» Your goal
An exact repetition of all the entries that follow is required.

■ ■ ■ ■ ■ ■ ■

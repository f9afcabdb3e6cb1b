//! Fetch worker: the consuming half of the sync pipeline.

use crate::error::SyncError;
use crate::gmail::transform;
use crate::source::MessageSource;
use crate::storage::MessageStore;
use crate::sync::retry::{self, RetryPolicy};
use crate::sync::RunCounters;
use std::sync::Arc;
use tokio::sync::{mpsc, Mutex};
use tokio_util::sync::CancellationToken;
use tracing::{debug, warn};

/// Worker loop: dequeue one identifier, fetch with retry, transform, upsert,
/// record the outcome. Exits when the queue closes or cancellation is
/// requested; a failure on one item never takes the worker down.
pub(crate) async fn run<S>(
    worker_id: usize,
    source: Arc<S>,
    store: MessageStore,
    policy: RetryPolicy,
    counters: Arc<RunCounters>,
    cancel: CancellationToken,
    queue: Arc<Mutex<mpsc::Receiver<String>>>,
) where
    S: MessageSource + ?Sized + 'static,
{
    loop {
        // Cancellation stops new work from starting; whatever is already
        // past this point drains normally.
        let next = {
            let mut rx = queue.lock().await;
            tokio::select! {
                biased;
                _ = cancel.cancelled() => None,
                item = rx.recv() => item,
            }
        };

        let Some(id) = next else {
            debug!(worker_id, "worker draining, queue closed or cancelled");
            break;
        };

        process_one(&id, source.as_ref(), &store, &policy, &counters, &cancel).await;
    }
}

async fn process_one<S>(
    id: &str,
    source: &S,
    store: &MessageStore,
    policy: &RetryPolicy,
    counters: &RunCounters,
    cancel: &CancellationToken,
) where
    S: MessageSource + ?Sized,
{
    let fetched = retry::with_retry(policy, cancel, "fetch message", || source.fetch(id)).await;

    let payload = match fetched {
        Ok(payload) => payload,
        // Backoff interrupted by shutdown: the item was never completed and
        // is not a failure; the uncommitted cursor re-covers it next run.
        Err(SyncError::Cancelled) => return,
        Err(err) => {
            warn!(message_id = id, error = %err, "fetch failed");
            counters.record_failed(id, err.to_string());
            return;
        }
    };
    counters.record_fetched();

    let record = match transform::record_from_message(&payload) {
        Ok(record) => record,
        Err(err) => {
            warn!(message_id = id, error = %err, "payload rejected by transform");
            counters.record_failed(id, err.to_string());
            return;
        }
    };

    match store.upsert(&record).await {
        Ok(result) => counters.record_stored(result),
        Err(err) => {
            // Per-record storage failures (constraint violations included)
            // abort this record only.
            warn!(message_id = id, error = %err, "store write failed");
            counters.record_failed(id, err.to_string());
        }
    }
}
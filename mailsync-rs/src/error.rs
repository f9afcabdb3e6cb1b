use thiserror::Error;

/// Storage failure categories. `ConstraintViolation` indicates a transform
/// bug for that one record; `LockTimeout` is retryable.
#[derive(Debug, Clone, Copy, PartialEq, Eq)]
pub enum StorageErrorKind {
    Corrupt,
    LockTimeout,
    ConstraintViolation,
    Other,
}

#[derive(Error, Debug)]
pub enum SyncError {
    #[error("transient fetch error: {0}")]
    TransientFetch(String),

    #[error("permanent fetch error: {0}")]
    PermanentFetch(String),

    #[error("message not found: {0}")]
    NotFound(String),

    #[error("sync cursor expired or rejected by the remote")]
    CursorExpired,

    #[error("storage error ({kind:?}): {message}")]
    Storage {
        kind: StorageErrorKind,
        message: String,
    },

    #[error("credential error: {0}")]
    Credential(String),

    #[error("configuration error: {0}")]
    Config(String),

    #[error("sync cancelled")]
    Cancelled,

    #[error("sync aborted: {0}")]
    Aborted(String),

    #[error("IO error: {0}")]
    Io(#[from] std::io::Error),

    #[error("JSON error: {0}")]
    Json(#[from] serde_json::Error),
}

pub type Result<T> = std::result::Result<T, SyncError>;

impl SyncError {
    /// Errors worth retrying with backoff. Everything else either fails the
    /// item immediately or aborts the run.
    pub fn is_transient(&self) -> bool {
        matches!(
            self,
            SyncError::TransientFetch(_)
                | SyncError::Storage {
                    kind: StorageErrorKind::LockTimeout,
                    ..
                }
        )
    }

    pub fn storage(kind: StorageErrorKind, message: impl Into<String>) -> Self {
        SyncError::Storage {
            kind,
            message: message.into(),
        }
    }
}

impl From<sqlx::Error> for SyncError {
    fn from(err: sqlx::Error) -> Self {
        let kind = match &err {
            sqlx::Error::Database(db) => {
                if db.is_unique_violation() || db.is_check_violation() {
                    StorageErrorKind::ConstraintViolation
                } else if is_busy(db.code().as_deref()) {
                    StorageErrorKind::LockTimeout
                } else {
                    StorageErrorKind::Other
                }
            }
            sqlx::Error::PoolTimedOut => StorageErrorKind::LockTimeout,
            sqlx::Error::Decode(_) | sqlx::Error::ColumnDecode { .. } => StorageErrorKind::Corrupt,
            _ => StorageErrorKind::Other,
        };
        SyncError::Storage {
            kind,
            message: err.to_string(),
        }
    }
}

impl From<reqwest::Error> for SyncError {
    fn from(err: reqwest::Error) -> Self {
        // Malformed response bodies are not going to improve on retry.
        if err.is_decode() {
            SyncError::PermanentFetch(err.to_string())
        } else {
            SyncError::TransientFetch(err.to_string())
        }
    }
}

// SQLITE_BUSY (5) and SQLITE_LOCKED (6).
fn is_busy(code: Option<&str>) -> bool {
    matches!(code, Some("5") | Some("6"))
}

#[cfg(test)]
mod tests {
    use super::*;

    #[test]
    fn transient_classification() {
        assert!(SyncError::TransientFetch("rate limited".into()).is_transient());
        assert!(SyncError::storage(StorageErrorKind::LockTimeout, "busy").is_transient());
        assert!(!SyncError::PermanentFetch("bad payload".into()).is_transient());
        assert!(!SyncError::NotFound("abc".into()).is_transient());
        assert!(!SyncError::storage(StorageErrorKind::ConstraintViolation, "pk").is_transient());
    }
}
//! Durable storage: one SQLite file per account, holding the `messages`
//! table and the single-row sync checkpoint.

mod store;

pub use store::MessageStore;

use crate::message::MessageRecord;
use chrono::{DateTime, Utc};

/// Outcome of an idempotent write-by-key. `Unchanged` means the incoming
/// record matched the stored content byte for byte; only its index
/// timestamp was refreshed.
#[derive(Debug, Clone, Copy, PartialEq, Eq)]
pub enum UpsertResult {
    Inserted,
    Updated,
    Unchanged,
}

/// How the previous run ended.
#[derive(Debug, Clone, Copy, PartialEq, Eq)]
pub enum RunStatus {
    Clean,
    Partial,
    Failed,
}

impl RunStatus {
    pub fn as_str(&self) -> &'static str {
        match self {
            RunStatus::Clean => "clean",
            RunStatus::Partial => "partial",
            RunStatus::Failed => "failed",
        }
    }

    fn parse(raw: &str) -> Option<RunStatus> {
        match raw {
            "clean" => Some(RunStatus::Clean),
            "partial" => Some(RunStatus::Partial),
            "failed" => Some(RunStatus::Failed),
            _ => None,
        }
    }
}

/// Singleton sync position for one account store. Advanced only after the
/// corresponding records are durably persisted, never before.
#[derive(Debug, Clone, PartialEq, Eq)]
pub struct SyncCheckpoint {
    /// Opaque remote cursor; `None` forces the next run into full mode.
    pub cursor: Option<String>,
    pub last_full_sync_at: Option<DateTime<Utc>>,
    pub last_run_status: RunStatus,
}

impl Default for SyncCheckpoint {
    fn default() -> Self {
        SyncCheckpoint {
            cursor: None,
            last_full_sync_at: None,
            last_run_status: RunStatus::Clean,
        }
    }
}

/// A message row read back from storage.
#[derive(Debug, Clone, PartialEq)]
pub struct StoredMessage {
    pub record: MessageRecord,
    pub is_deleted: bool,
    pub last_indexed_at: DateTime<Utc>,
}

■ ■ ■ ■ ■ ■ ■

» Expected answer
repository f9afcabdb3e6cb1b
//! Fetch worker: the consuming half of the sync pipeline.

use crate::error::SyncError;
use crate::gmail::transform;
use crate::source::MessageSource;
use crate::storage::MessageStore;
use crate::sync::retry::{self, RetryPolicy};
use crate::sync::RunCounters;
use std::sync::Arc;
use tokio::sync::{mpsc, Mutex};
use tokio_util::sync::CancellationToken;
use tracing::{debug, warn};

/// Worker loop: dequeue one identifier, fetch with retry, transform, upsert,
/// record the outcome. Exits when the queue closes or cancellation is
/// requested; a failure on one item never takes the worker down.
pub(crate) async fn run<S>(
    worker_id: usize,
    source: Arc<S>,
    store: MessageStore,
    policy: RetryPolicy,
    counters: Arc<RunCounters>,
    cancel: CancellationToken,
    queue: Arc<Mutex<mpsc::Receiver<String>>>,
) where
    S: MessageSource + ?Sized + 'static,
{
    loop {
        // Cancellation stops new work from starting; whatever is already
        // past this point drains normally.
        let next = {
            let mut rx = queue.lock().await;
            tokio::select! {
                biased;
                _ = cancel.cancelled() => None,
                item = rx.recv() => item,
            }
        };

        let Some(id) = next else {
            debug!(worker_id, "worker draining, queue closed or cancelled");
            break;
        };

        process_one(&id, source.as_ref(), &store, &policy, &counters, &cancel).await;
    }
}

async fn process_one<S>(
    id: &str,
    source: &S,
    store: &MessageStore,
    policy: &RetryPolicy,
    counters: &RunCounters,
    cancel: &CancellationToken,
) where
    S: MessageSource + ?Sized,
{
    let fetched = retry::with_retry(policy, cancel, "fetch message", || source.fetch(id)).await;

    let payload = match fetched {
        Ok(payload) => payload,
        // Backoff interrupted by shutdown: the item was never completed and
        // is not a failure; the uncommitted cursor re-covers it next run.
        Err(SyncError::Cancelled) => return,
        Err(err) => {
            warn!(message_id = id, error = %err, "fetch failed");
            counters.record_failed(id, err.to_string());
            return;
        }
    };
    counters.record_fetched();

    let record = match transform::record_from_message(&payload) {
        Ok(record) => record,
        Err(err) => {
            warn!(message_id = id, error = %err, "payload rejected by transform");
            counters.record_failed(id, err.to_string());
            return;
        }
    };

    match store.upsert(&record).await {
        Ok(result) => counters.record_stored(result),
        Err(err) => {
            // Per-record storage failures (constraint violations included)
            // abort this record only.
            warn!(message_id = id, error = %err, "store write failed");
            counters.record_failed(id, err.to_string());
        }
    }
}
filename mailsync-rs/src/error.rs
repository f9afcabdb3e6cb1b
use thiserror::Error;

/// Storage failure categories. `ConstraintViolation` indicates a transform
/// bug for that one record; `LockTimeout` is retryable.
#[derive(Debug, Clone, Copy, PartialEq, Eq)]
pub enum StorageErrorKind {
    Corrupt,
    LockTimeout,
    ConstraintViolation,
    Other,
}

#[derive(Error, Debug)]
pub enum SyncError {
    #[error("transient fetch error: {0}")]
    TransientFetch(String),

    #[error("permanent fetch error: {0}")]
    PermanentFetch(String),

    #[error("message not found: {0}")]
    NotFound(String),

    #[error("sync cursor expired or rejected by the remote")]
    CursorExpired,

    #[error("storage error ({kind:?}): {message}")]
    Storage {
        kind: StorageErrorKind,
        message: String,
    },

    #[error("credential error: {0}")]
    Credential(String),

    #[error("configuration error: {0}")]
    Config(String),

    #[error("sync cancelled")]
    Cancelled,

    #[error("sync aborted: {0}")]
    Aborted(String),

    #[error("IO error: {0}")]
    Io(#[from] std::io::Error),

    #[error("JSON error: {0}")]
    Json(#[from] serde_json::Error),
}

pub type Result<T> = std::result::Result<T, SyncError>;

impl SyncError {
    /// Errors worth retrying with backoff. Everything else either fails the
    /// item immediately or aborts the run.
    pub fn is_transient(&self) -> bool {
        matches!(
            self,
            SyncError::TransientFetch(_)
                | SyncError::Storage {
                    kind: StorageErrorKind::LockTimeout,
                    ..
                }
        )
    }

    pub fn storage(kind: StorageErrorKind, message: impl Into<String>) -> Self {
        SyncError::Storage {
            kind,
            message: message.into(),
        }
    }
}

impl From<sqlx::Error> for SyncError {
    fn from(err: sqlx::Error) -> Self {
        let kind = match &err {
            sqlx::Error::Database(db) => {
                if db.is_unique_violation() || db.is_check_violation() {
                    StorageErrorKind::ConstraintViolation
                } else if is_busy(db.code().as_deref()) {
                    StorageErrorKind::LockTimeout
                } else {
                    StorageErrorKind::Other
                }
            }
            sqlx::Error::PoolTimedOut => StorageErrorKind::LockTimeout,
            sqlx::Error::Decode(_) | sqlx::Error::ColumnDecode { .. } => StorageErrorKind::Corrupt,
            _ => StorageErrorKind::Other,
        };
        SyncError::Storage {
            kind,
            message: err.to_string(),
        }
    }
}

impl From<reqwest::Error> for SyncError {
    fn from(err: reqwest::Error) -> Self {
        // Malformed response bodies are not going to improve on retry.
        if err.is_decode() {
            SyncError::PermanentFetch(err.to_string())
        } else {
            SyncError::TransientFetch(err.to_string())
        }
    }
}

// SQLITE_BUSY (5) and SQLITE_LOCKED (6).
fn is_busy(code: Option<&str>) -> bool {
    matches!(code, Some("5") | Some("6"))
}

#[cfg(test)]
mod tests {
    use super::*;

    #[test]
    fn transient_classification() {
        assert!(SyncError::TransientFetch("rate limited".into()).is_transient());
        assert!(SyncError::storage(StorageErrorKind::LockTimeout, "busy").is_transient());
        assert!(!SyncError::PermanentFetch("bad payload".into()).is_transient());
        assert!(!SyncError::NotFound("abc".into()).is_transient());
        assert!(!SyncError::storage(StorageErrorKind::ConstraintViolation, "pk").is_transient());
    }
}
//! Durable storage: one SQLite file per account, holding the `messages`
//! table and the single-row sync checkpoint.

mod store;

pub use store::MessageStore;

use crate::message::MessageRecord;
use chrono::{DateTime, Utc};

/// Outcome of an idempotent write-by-key. `Unchanged` means the incoming
/// record matched the stored content byte for byte; only its index
/// timestamp was refreshed.
#[derive(Debug, Clone, Copy, PartialEq, Eq)]
pub enum UpsertResult {
    Inserted,
    Updated,
    Unchanged,
}

/// How the previous run ended.
#[derive(Debug, Clone, Copy, PartialEq, Eq)]
pub enum RunStatus {
    Clean,
    Partial,
    Failed,
}

impl RunStatus {
    pub fn as_str(&self) -> &'static str {
        match self {
            RunStatus::Clean => "clean",
            RunStatus::Partial => "partial",
            RunStatus::Failed => "failed",
        }
    }

    fn parse(raw: &str) -> Option<RunStatus> {
        match raw {
            "clean" => Some(RunStatus::Clean),
            "partial" => Some(RunStatus::Partial),
            "failed" => Some(RunStatus::Failed),
            _ => None,
        }
    }
}

/// Singleton sync position for one account store. Advanced only after the
/// corresponding records are durably persisted, never before.
#[derive(Debug, Clone, PartialEq, Eq)]
pub struct SyncCheckpoint {
    /// Opaque remote cursor; `None` forces the next run into full mode.
    pub cursor: Option<String>,
    pub last_full_sync_at: Option<DateTime<Utc>>,
    pub last_run_status: RunStatus,
}

impl Default for SyncCheckpoint {
    fn default() -> Self {
        SyncCheckpoint {
            cursor: None,
            last_full_sync_at: None,
            last_run_status: RunStatus::Clean,
        }
    }
}

/// A message row read back from storage.
#[derive(Debug, Clone, PartialEq)]
pub struct StoredMessage {
    pub record: MessageRecord,
    pub is_deleted: bool,
    pub last_indexed_at: DateTime<Utc>,
}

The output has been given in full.